Saved entries:
####################
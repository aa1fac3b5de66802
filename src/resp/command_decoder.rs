use crate::{Error, Result, resp::Command};
use bytes::{Buf, BytesMut};
use memchr::memchr;
use tokio_util::codec::Decoder;

/// Incremental decoder for RESP-Array command records.
///
/// A replica reads its master stream through this decoder, and AOF replay
/// re-frames the journal with it. Partial input yields `Ok(None)` so the
/// caller can wait for more bytes; only malformed framing is an error.
pub struct CommandDecoder;

impl Decoder for CommandDecoder {
    type Item = Command;
    type Error = Error;

    fn decode(&mut self, src: &mut BytesMut) -> Result<Option<Command>> {
        if src.is_empty() {
            return Ok(None);
        }

        match CommandFrameParser::new(src.as_ref()).parse()? {
            Some((mut tokens, consumed)) => {
                src.advance(consumed);
                let name = tokens.remove(0).to_ascii_uppercase();
                Ok(Some(Command::new(name, tokens)))
            }
            None => Ok(None),
        }
    }
}

/// One-shot parser over a byte slice; restarted from scratch on every
/// [`CommandDecoder::decode`] call until a full frame is buffered.
struct CommandFrameParser<'a> {
    buf: &'a [u8],
    pos: usize,
}

impl<'a> CommandFrameParser<'a> {
    fn new(buf: &'a [u8]) -> Self {
        Self { buf, pos: 0 }
    }

    /// `Ok(None)` means the frame is incomplete. A complete frame yields the
    /// tokens plus the number of bytes they consumed.
    fn parse(mut self) -> Result<Option<(Vec<String>, usize)>> {
        let Some(count) = self.parse_length(b'*')? else {
            return Ok(None);
        };
        if count < 1 {
            return Err(Error::Protocol(format!(
                "command array with invalid element count {count}"
            )));
        }

        let mut tokens = Vec::with_capacity(count as usize);
        for _ in 0..count {
            let Some(token) = self.parse_bulkstring()? else {
                return Ok(None);
            };
            tokens.push(token);
        }

        Ok(Some((tokens, self.pos)))
    }

    fn parse_length(&mut self, tag: u8) -> Result<Option<i64>> {
        if self.pos >= self.buf.len() {
            return Ok(None);
        }
        if self.buf[self.pos] != tag {
            return Err(Error::Protocol(format!(
                "expected '{}', got '{}'",
                tag as char, self.buf[self.pos] as char
            )));
        }
        self.pos += 1;
        self.parse_integer_line()
    }

    fn parse_integer_line(&mut self) -> Result<Option<i64>> {
        let rem = &self.buf[self.pos..];
        let Some(i) = memchr(b'\r', rem) else {
            return Ok(None);
        };
        if i + 1 >= rem.len() {
            return Ok(None);
        }
        if rem[i + 1] != b'\n' {
            return Err(Error::Protocol("malformed line terminator".to_owned()));
        }
        let n = atoi::atoi(&rem[..i])
            .ok_or_else(|| Error::Protocol("malformed length header".to_owned()))?;
        self.pos += i + 2;
        Ok(Some(n))
    }

    fn parse_bulkstring(&mut self) -> Result<Option<String>> {
        let Some(len) = self.parse_length(b'$')? else {
            return Ok(None);
        };
        if len < 0 {
            return Err(Error::Protocol(
                "negative bulk length in command frame".to_owned(),
            ));
        }
        let need = self.pos + len as usize + 2;
        if self.buf.len() < need {
            return Ok(None);
        }
        if &self.buf[need - 2..need] != b"\r\n" {
            return Err(Error::Protocol("bulk string not CRLF terminated".to_owned()));
        }
        let token = std::str::from_utf8(&self.buf[self.pos..need - 2])?.to_owned();
        self.pos = need;
        Ok(Some(token))
    }
}
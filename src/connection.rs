use crate::{
    CommandError, Error, Result,
    config::Role,
    resp::{Command, InlineDecoder, Reply, ReplyEncoder},
    store::StorageEngine,
};
use futures_util::{SinkExt, StreamExt};
use log::{debug, error};
use std::{net::SocketAddr, sync::Arc};
use tokio::net::TcpStream;
use tokio_util::codec::{FramedRead, FramedWrite};

/// Transaction state of one client connection.
enum TxnState {
    Idle,
    Queuing(Vec<Command>),
}

/// What the command loop should do after handling one frame.
enum Action {
    Reply(Reply),
    /// The client announced itself as a replica; hand the write half over.
    BecomeReplica,
}

/// Per-client loop: read one inline frame, handle it, write one framed
/// reply. Semantic errors become error replies and the loop continues;
/// only I/O errors terminate the connection.
pub(crate) async fn handle_client(
    stream: TcpStream,
    addr: SocketAddr,
    engine: Arc<StorageEngine>,
    role: Role,
) -> Result<()> {
    let (read_half, write_half) = stream.into_split();
    let mut frames = FramedRead::new(read_half, InlineDecoder);
    let mut replies = FramedWrite::new(write_half, ReplyEncoder);
    let mut state = TxnState::Idle;

    while let Some(frame) = frames.next().await {
        let line = match frame {
            Ok(line) => line,
            Err(Error::Protocol(e)) => {
                debug!("[{addr}] undecodable frame: {e}");
                replies
                    .send(&Reply::Error(CommandError::err("Protocol error")))
                    .await?;
                continue;
            }
            Err(e) => return Err(e),
        };

        let reply = match handle_line(&line, &mut state, &engine, role).await {
            Ok(Action::Reply(reply)) => reply,
            Ok(Action::BecomeReplica) => {
                let write_half = replies.into_inner();
                engine.attach_replica(write_half, addr.to_string()).await?;
                // the peer is now a pure consumer; wait for it to hang up
                while let Some(frame) = frames.next().await {
                    frame?;
                }
                return Ok(());
            }
            Err(Error::Command(e)) => Reply::Error(e),
            Err(e) => {
                // internal failure: full detail in the log, a bare error
                // reply to the client
                error!("[{addr}] internal error while handling '{line}': {e}");
                Reply::Error(CommandError::err("Server error"))
            }
        };

        replies.send(&reply).await?;
    }

    Ok(())
}

async fn handle_line(
    line: &str,
    state: &mut TxnState,
    engine: &StorageEngine,
    role: Role,
) -> Result<Action> {
    let command = Command::parse_inline(line)?;

    // replicas accept reads only; anything that could mutate, including
    // opening a transaction or attaching a downstream replica, is refused
    // before it can touch the keyspace
    if role == Role::Replica
        && (command.is_write() || matches!(command.name.as_str(), "MULTI" | "REPLICAOF"))
    {
        return Err(CommandError::read_only().into());
    }

    match command.name.as_str() {
        "MULTI" => match state {
            TxnState::Queuing(_) => Err(CommandError::err("MULTI calls can not be nested").into()),
            TxnState::Idle => {
                *state = TxnState::Queuing(Vec::new());
                Ok(Action::Reply(Reply::ok()))
            }
        },
        "DISCARD" => match state {
            TxnState::Idle => Err(CommandError::err("DISCARD without MULTI").into()),
            TxnState::Queuing(_) => {
                *state = TxnState::Idle;
                Ok(Action::Reply(Reply::ok()))
            }
        },
        "EXEC" => match std::mem::replace(state, TxnState::Idle) {
            TxnState::Idle => Err(CommandError::err("EXEC without MULTI").into()),
            TxnState::Queuing(queue) if queue.is_empty() => {
                Ok(Action::Reply(Reply::Array(Vec::new())))
            }
            TxnState::Queuing(queue) => {
                let replies = engine.execute_batch(&queue).await?;
                Ok(Action::Reply(Reply::Array(replies)))
            }
        },
        // queue-time errors do not abort a transaction: even a malformed
        // command is queued and only rejected when EXEC validates the batch
        _ if matches!(state, TxnState::Queuing(_)) => {
            if let TxnState::Queuing(queue) = state {
                queue.push(command);
            }
            Ok(Action::Reply(Reply::queued()))
        }
        "REPLICAOF" => {
            if command.args.len() != 2 {
                return Err(CommandError::wrong_arity("replicaof").into());
            }
            Ok(Action::BecomeReplica)
        }
        _ => engine.execute(&command).await.map(Action::Reply),
    }
}
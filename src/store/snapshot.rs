use crate::{
    Result,
    store::{Entry, Keyspace, Value},
};
use log::warn;
use serde::{Deserialize, Serialize};
use std::{collections::HashMap, path::Path};

/// One keyspace entry in the snapshot document: `[kind, payload, expiry]`,
/// where the payload is a string, an array of strings (head-first) or an
/// object, and the expiry is UNIX-epoch seconds or null.
#[derive(Debug, Serialize, Deserialize)]
pub struct SnapshotEntry(String, Value, Option<f64>);

impl SnapshotEntry {
    fn from_entry(entry: &Entry) -> Self {
        Self(
            entry.value.kind().as_str().to_owned(),
            entry.value.clone(),
            entry.expire_at,
        )
    }
}

/// Serializes the keyspace to `path` as a single JSON document keyed by
/// keyspace keys. The caller is expected to sweep expired entries first.
pub async fn save(path: &Path, keyspace: &Keyspace) -> Result<()> {
    let document: HashMap<&String, SnapshotEntry> = keyspace
        .iter()
        .map(|(key, entry)| (key, SnapshotEntry::from_entry(entry)))
        .collect();

    let bytes = serde_json::to_vec(&document)?;
    tokio::fs::write(path, bytes).await?;
    Ok(())
}

/// Reads a snapshot document back into entries.
///
/// `Ok(None)` means the file does not exist; any other failure is an error
/// the caller may treat as non-fatal. Entries whose kind tag disagrees with
/// their payload shape are dropped with a warning.
pub async fn load(path: &Path) -> Result<Option<HashMap<String, Entry>>> {
    let bytes = match tokio::fs::read(path).await {
        Ok(bytes) => bytes,
        Err(e) if e.kind() == std::io::ErrorKind::NotFound => return Ok(None),
        Err(e) => return Err(e.into()),
    };

    let document: HashMap<String, SnapshotEntry> = serde_json::from_slice(&bytes)?;
    let mut entries = HashMap::with_capacity(document.len());
    for (key, SnapshotEntry(kind, value, expire_at)) in document {
        if kind != value.kind().as_str() {
            warn!("snapshot entry '{key}' tagged '{kind}' does not match its payload, dropped");
            continue;
        }
        entries.insert(key, Entry::new(value, expire_at));
    }

    Ok(Some(entries))
}
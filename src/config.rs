use crate::{Error, Result};
use clap::{Parser, ValueEnum};
use std::path::PathBuf;

const DEFAULT_HOST: &str = "127.0.0.1";
const DEFAULT_MASTER_PORT: u16 = 6380;
const DEFAULT_REPLICA_PORT: u16 = 6381;
const DEFAULT_SNAPSHOT_INTERVAL: u64 = 300;

/// IgnisDB, an in-memory key-value datastore
#[derive(Parser, Debug)]
#[command(name = "ignisdb")]
#[command(about = "In-memory key-value datastore speaking a RESP-style protocol")]
#[command(version)]
pub struct Cli {
    /// Server role
    #[arg(long, value_enum, default_value_t = Role::Master)]
    pub role: Role,

    /// Listen host
    #[arg(long, default_value = DEFAULT_HOST)]
    pub host: String,

    /// Listen port (defaults to 6380 for a master, 6381 for a replica)
    #[arg(long)]
    pub port: Option<u16>,

    /// Master host to replicate from (replica role only)
    #[arg(long, default_value = DEFAULT_HOST)]
    pub master_host: String,

    /// Master port to replicate from (replica role only)
    #[arg(long)]
    pub master_port: Option<u16>,

    /// Persistence strategy
    #[arg(long, value_enum, default_value_t = PersistenceMode::Snapshot)]
    pub persistence_mode: PersistenceMode,

    /// Path of the snapshot document
    #[arg(long, default_value = "ignisdb_snapshot.json")]
    pub snapshot_file: PathBuf,

    /// Path of the append-only file
    #[arg(long, default_value = "ignisdb.aof")]
    pub aof_file: PathBuf,

    /// Seconds between periodic snapshot saves
    #[arg(long, default_value_t = DEFAULT_SNAPSHOT_INTERVAL)]
    pub snapshot_interval: u64,
}

#[derive(ValueEnum, Debug, Clone, Copy, PartialEq, Eq)]
pub enum Role {
    Master,
    Replica,
}

#[derive(ValueEnum, Debug, Clone, Copy, PartialEq, Eq)]
pub enum PersistenceMode {
    Snapshot,
    Aof,
}

/// Validated runtime configuration.
#[derive(Debug, Clone)]
pub struct ServerConfig {
    pub role: Role,
    pub host: String,
    pub port: u16,
    /// `(host, port)` of the master; present exactly when `role` is replica.
    pub master_addr: Option<(String, u16)>,
    pub persistence_mode: PersistenceMode,
    pub snapshot_file: PathBuf,
    pub aof_file: PathBuf,
    pub snapshot_interval: u64,
}

impl ServerConfig {
    pub fn from_cli(cli: Cli) -> Result<Self> {
        let port = cli.port.unwrap_or(match cli.role {
            Role::Master => DEFAULT_MASTER_PORT,
            Role::Replica => DEFAULT_REPLICA_PORT,
        });

        let master_addr = match cli.role {
            Role::Master => None,
            Role::Replica => {
                let master_port = cli.master_port.ok_or_else(|| {
                    Error::Config("--master-port is required for the replica role".to_owned())
                })?;
                Some((cli.master_host, master_port))
            }
        };

        if cli.snapshot_interval == 0 {
            return Err(Error::Config(
                "--snapshot-interval must be at least 1 second".to_owned(),
            ));
        }

        Ok(Self {
            role: cli.role,
            host: cli.host,
            port,
            master_addr,
            persistence_mode: cli.persistence_mode,
            snapshot_file: cli.snapshot_file,
            aof_file: cli.aof_file,
            snapshot_interval: cli.snapshot_interval,
        })
    }
}
impl StorageEngine {
    pub fn new(propagate: bool) -> Self {
        Self {
            inner: Mutex::new(EngineInner {
                keyspace: Keyspace::new(),
                aof: None,
                replicas: ReplicaSet::new(),
                propagate,
            }),
        }
    }

    /// Executes a single client command.
    ///
    /// Successful write-set commands are journaled and propagated before the
    /// lock is released; a journal failure is logged and does not fail the
    /// command, since the mutation is already applied.
    pub async fn execute(&self, command: &Command) -> Result<Reply> {
        let mut inner = self.inner.lock().await;
        let reply = inner.dispatch(command)?;
        if command.is_write() {
            inner.journal_and_propagate(command).await;
        }
        Ok(reply)
    }

    /// Executes a queued transaction as one atomic batch.
    ///
    /// Every command is validated (known name, arity, integer arguments)
    /// before anything is applied, so a syntactically bad batch aborts with
    /// zero mutations. A runtime failure such as a kind mismatch stops
    /// execution at the failing command. Either way an aborted batch emits
    /// no AOF records and no replication traffic; on success both are
    /// emitted for every write, in original order, before the lock drops.
    pub async fn execute_batch(&self, commands: &[Command]) -> Result<Vec<Reply>> {
        let mut inner = self.inner.lock().await;

        for command in commands {
            match validate(command) {
                Ok(()) => {}
                Err(Error::Command(e)) => return Err(abort(&e)),
                Err(e) => return Err(e),
            }
        }

        let mut replies = Vec::with_capacity(commands.len());
        for (applied, command) in commands.iter().enumerate() {
            match inner.dispatch(command) {
                Ok(reply) => replies.push(reply),
                Err(Error::Command(e)) => {
                    warn!(
                        "transaction aborted on command {} ('{}'): {e}",
                        applied + 1,
                        command
                    );
                    return Err(abort(&e));
                }
                Err(e) => return Err(e),
            }
        }

        for command in commands.iter().filter(|c| c.is_write()) {
            inner.journal_and_propagate(command).await;
        }

        Ok(replies)
    }

    /// Applies a command received from the master stream or replayed from
    /// the AOF: no journaling, no fan-out.
    pub async fn apply_replicated(&self, command: &Command) -> Result<Reply> {
        let mut inner = self.inner.lock().await;
        inner.dispatch(command)
    }

    /// Performs the initial full sync towards a new replica and, once the
    /// synthesized state is flushed, adds it to the live set.
    ///
    /// Runs entirely under the keyspace lock: every write committed after
    /// this returns is guaranteed to reach the replica through live
    /// propagation, exactly once, in apply order.
    pub async fn attach_replica(&self, writer: OwnedWriteHalf, tag: String) -> Result<()> {
        let mut inner = self.inner.lock().await;
        let mut replica = ReplicaWriter::new(writer, tag);

        let commands = full_sync_commands(&inner.keyspace, unix_now());
        let count = commands.len();
        for command in &commands {
            replica.send(&command_record(command)).await?;
        }

        info!(
            "[{}] replica attached, full sync replayed {count} commands",
            replica.tag()
        );
        inner.replicas.insert(replica);
        debug!("{} live replicas", inner.replicas.len());
        Ok(())
    }

    /// Drops the whole keyspace. A replica calls this when (re)establishing
    /// its master link, so stale local state cannot outlive a resync.
    pub async fn clear(&self) {
        let mut inner = self.inner.lock().await;
        inner.keyspace.clear();
    }

    /// Sweeps expired entries, then serializes the keyspace to `path`.
    pub async fn save_snapshot(&self, path: &Path) -> Result<()> {
        let mut inner = self.inner.lock().await;
        let swept = inner.keyspace.sweep(unix_now());
        if swept > 0 {
            debug!("snapshot sweep dropped {swept} expired entries");
        }
        snapshot::save(path, &inner.keyspace).await?;
        info!("snapshot of {} entries saved to {path:?}", inner.keyspace.len());
        Ok(())
    }

    /// Replaces the keyspace with the contents of a snapshot file.
    ///
    /// A missing file starts empty; any other load failure is logged and
    /// non-fatal, also starting empty.
    pub async fn load_snapshot(&self, path: &Path) {
        match snapshot::load(path).await {
            Ok(Some(entries)) => {
                let mut inner = self.inner.lock().await;
                inner.keyspace.replace_all(entries);
                info!("loaded {} entries from snapshot {path:?}", inner.keyspace.len());
            }
            Ok(None) => {
                warn!("snapshot file {path:?} not found, starting with an empty keyspace");
            }
            Err(e) => {
                error!("failed to load snapshot {path:?}: {e}, starting with an empty keyspace");
            }
        }
    }

    /// Rebuilds the keyspace by replaying the append-only file.
    ///
    /// Records stream through the same RESP-Array decoder the replica link
    /// uses. A truncated trailing record (crash mid-append) ends the replay;
    /// a missing file starts empty. Returns the number of applied commands.
    pub async fn replay_aof(&self, path: &Path) -> Result<usize> {
        let bytes = match tokio::fs::read(path).await {
            Ok(bytes) => bytes,
            Err(e) if e.kind() == std::io::ErrorKind::NotFound => {
                warn!("AOF file {path:?} not found, starting with an empty keyspace");
                return Ok(0);
            }
            Err(e) => return Err(e.into()),
        };

        let mut inner = self.inner.lock().await;
        let mut buf = BytesMut::from(&bytes[..]);
        let mut decoder = CommandDecoder;
        let mut applied = 0;

        loop {
            match decoder.decode(&mut buf) {
                Ok(Some(command)) => {
                    if let Err(e) = inner.dispatch(&command) {
                        warn!("AOF replay skipped command '{command}': {e}");
                    }
                    applied += 1;
                }
                Ok(None) => {
                    if !buf.is_empty() {
                        warn!(
                            "AOF {path:?} ends with a truncated record ({} bytes dropped)",
                            buf.len()
                        );
                    }
                    break;
                }
                Err(e) => {
                    error!("AOF {path:?} is corrupt, stopping replay: {e}");
                    break;
                }
            }
        }

        info!("AOF replay applied {applied} commands from {path:?}");
        Ok(applied)
    }

    /// Opens the append-only file; every subsequent successful write appends
    /// its RESP-Array record there.
    pub async fn open_aof(&self, path: &Path) -> Result<()> {
        let aof = AofWriter::open(path).await?;
        let mut inner = self.inner.lock().await;
        inner.aof = Some(aof);
        Ok(())
    }

    /// Flushes and closes the append-only file on graceful shutdown.
    pub async fn shutdown(&self) {
        let mut inner = self.inner.lock().await;
        if let Some(mut aof) = inner.aof.take() {
            if let Err(e) = aof.close().await {
                error!("failed to close AOF: {e}");
            }
        }
    }

    pub async fn entry_count(&self) -> usize {
        self.inner.lock().await.keyspace.len()
    }
}
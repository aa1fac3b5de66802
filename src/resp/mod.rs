/*!
Wire protocol support.

Inbound client traffic is the simplified inline form: one whitespace
delimited command per line, framed by [`InlineDecoder`]. Replies, the
append-only file, and the master→replica stream all use RESP framing:
[`ReplyEncoder`] for replies, [`CommandEncoder`]/[`CommandDecoder`] for
RESP-Array command records.
*/

mod command;
mod command_decoder;
mod command_encoder;
mod inline_decoder;
mod reply;

pub use command::*;
pub use command_decoder::*;
pub use command_encoder::*;
pub use inline_decoder::*;
pub use reply::*;
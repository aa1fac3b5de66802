use serde::{Deserialize, Serialize};
use std::{
    collections::HashMap,
    fmt::{Display, Formatter},
    time::{SystemTime, UNIX_EPOCH},
};

/// Stored payload of a single key.
///
/// Lists are kept head-first: index 0 is the most recently pushed element.
/// The untagged serde representation matches the snapshot document, where
/// the kind is carried as a separate tag.
#[derive(Debug, Clone, PartialEq, Serialize, Deserialize)]
#[serde(untagged)]
pub enum Value {
    Str(String),
    List(Vec<String>),
    Hash(HashMap<String, String>),
}

impl Value {
    pub fn kind(&self) -> Kind {
        match self {
            Value::Str(_) => Kind::Str,
            Value::List(_) => Kind::List,
            Value::Hash(_) => Kind::Hash,
        }
    }
}

/// Kind tag of a [`Value`], as spelled in the snapshot document.
#[derive(Debug, Clone, Copy, PartialEq, Eq)]
pub enum Kind {
    Str,
    List,
    Hash,
}

impl Kind {
    pub fn as_str(&self) -> &'static str {
        match self {
            Kind::Str => "string",
            Kind::List => "list",
            Kind::Hash => "hash",
        }
    }
}

impl Display for Kind {
    fn fmt(&self, f: &mut Formatter<'_>) -> std::fmt::Result {
        f.write_str(self.as_str())
    }
}

/// A stored value together with its optional expiry instant.
#[derive(Debug, Clone, PartialEq)]
pub struct Entry {
    pub value: Value,
    /// Absolute UNIX-epoch seconds; `None` means the entry never expires.
    pub expire_at: Option<f64>,
}

impl Entry {
    pub fn new(value: Value, expire_at: Option<f64>) -> Self {
        Self { value, expire_at }
    }

    pub fn persistent(value: Value) -> Self {
        Self {
            value,
            expire_at: None,
        }
    }

    /// An expiry strictly in the past means the entry is logically absent.
    pub fn is_expired(&self, now: f64) -> bool {
        matches!(self.expire_at, Some(at) if now > at)
    }
}

/// Current wall clock as UNIX-epoch seconds, the unit expiries are stored in.
pub fn unix_now() -> f64 {
    SystemTime::now()
        .duration_since(UNIX_EPOCH)
        .map(|d| d.as_secs_f64())
        .unwrap_or(0.0)
}
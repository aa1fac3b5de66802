use crate::{Error, Result, resp::Command};
use bytes::{BufMut, Bytes, BytesMut};
use tokio_util::codec::Encoder;

/// Encodes a [`Command`] as a RESP-Array record:
/// `*<n>\r\n` followed by one bulk string per token, name first.
///
/// This is the only representation ever written to the append-only file or
/// to a replica stream.
pub struct CommandEncoder;

impl Encoder<&Command> for CommandEncoder {
    type Error = Error;

    #[inline]
    fn encode(&mut self, command: &Command, buf: &mut BytesMut) -> Result<()> {
        buf.put_u8(b'*');
        encode_integer(command.args.len() as i64 + 1, buf);
        encode_crlf(buf);
        encode_bulkstring(command.name.as_bytes(), buf);
        for arg in &command.args {
            encode_bulkstring(arg.as_bytes(), buf);
        }
        Ok(())
    }
}

/// Serializes a command once, for fan-out to several destinations.
pub fn command_record(command: &Command) -> Bytes {
    let mut buf = BytesMut::new();
    let _ = CommandEncoder.encode(command, &mut buf);
    buf.freeze()
}

#[inline]
fn encode_bulkstring(arg: &[u8], buf: &mut BytesMut) {
    buf.put_u8(b'$');
    encode_integer(arg.len() as i64, buf);
    encode_crlf(buf);
    buf.put(arg);
    encode_crlf(buf);
}

#[inline]
fn encode_integer(i: i64, buf: &mut BytesMut) {
    let mut buffer = itoa::Buffer::new();
    let str = buffer.format(i);
    buf.put(str.as_bytes());
}

#[inline]
fn encode_crlf(buf: &mut BytesMut) {
    buf.put(&b"\r\n"[..]);
}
####################
▶ **YOUR TASK**: Which lines hold the string "does"? Copy all of them from the data above.

▶ **RESULT FOR THIS TASK**:
/// `Ok(None)` means the file does not exist; any other failure is an error
            warn!("snapshot entry '{key}' tagged '{kind}' does not match its payload, dropped");
    /// lock is released; a journal failure is logged and does not fail the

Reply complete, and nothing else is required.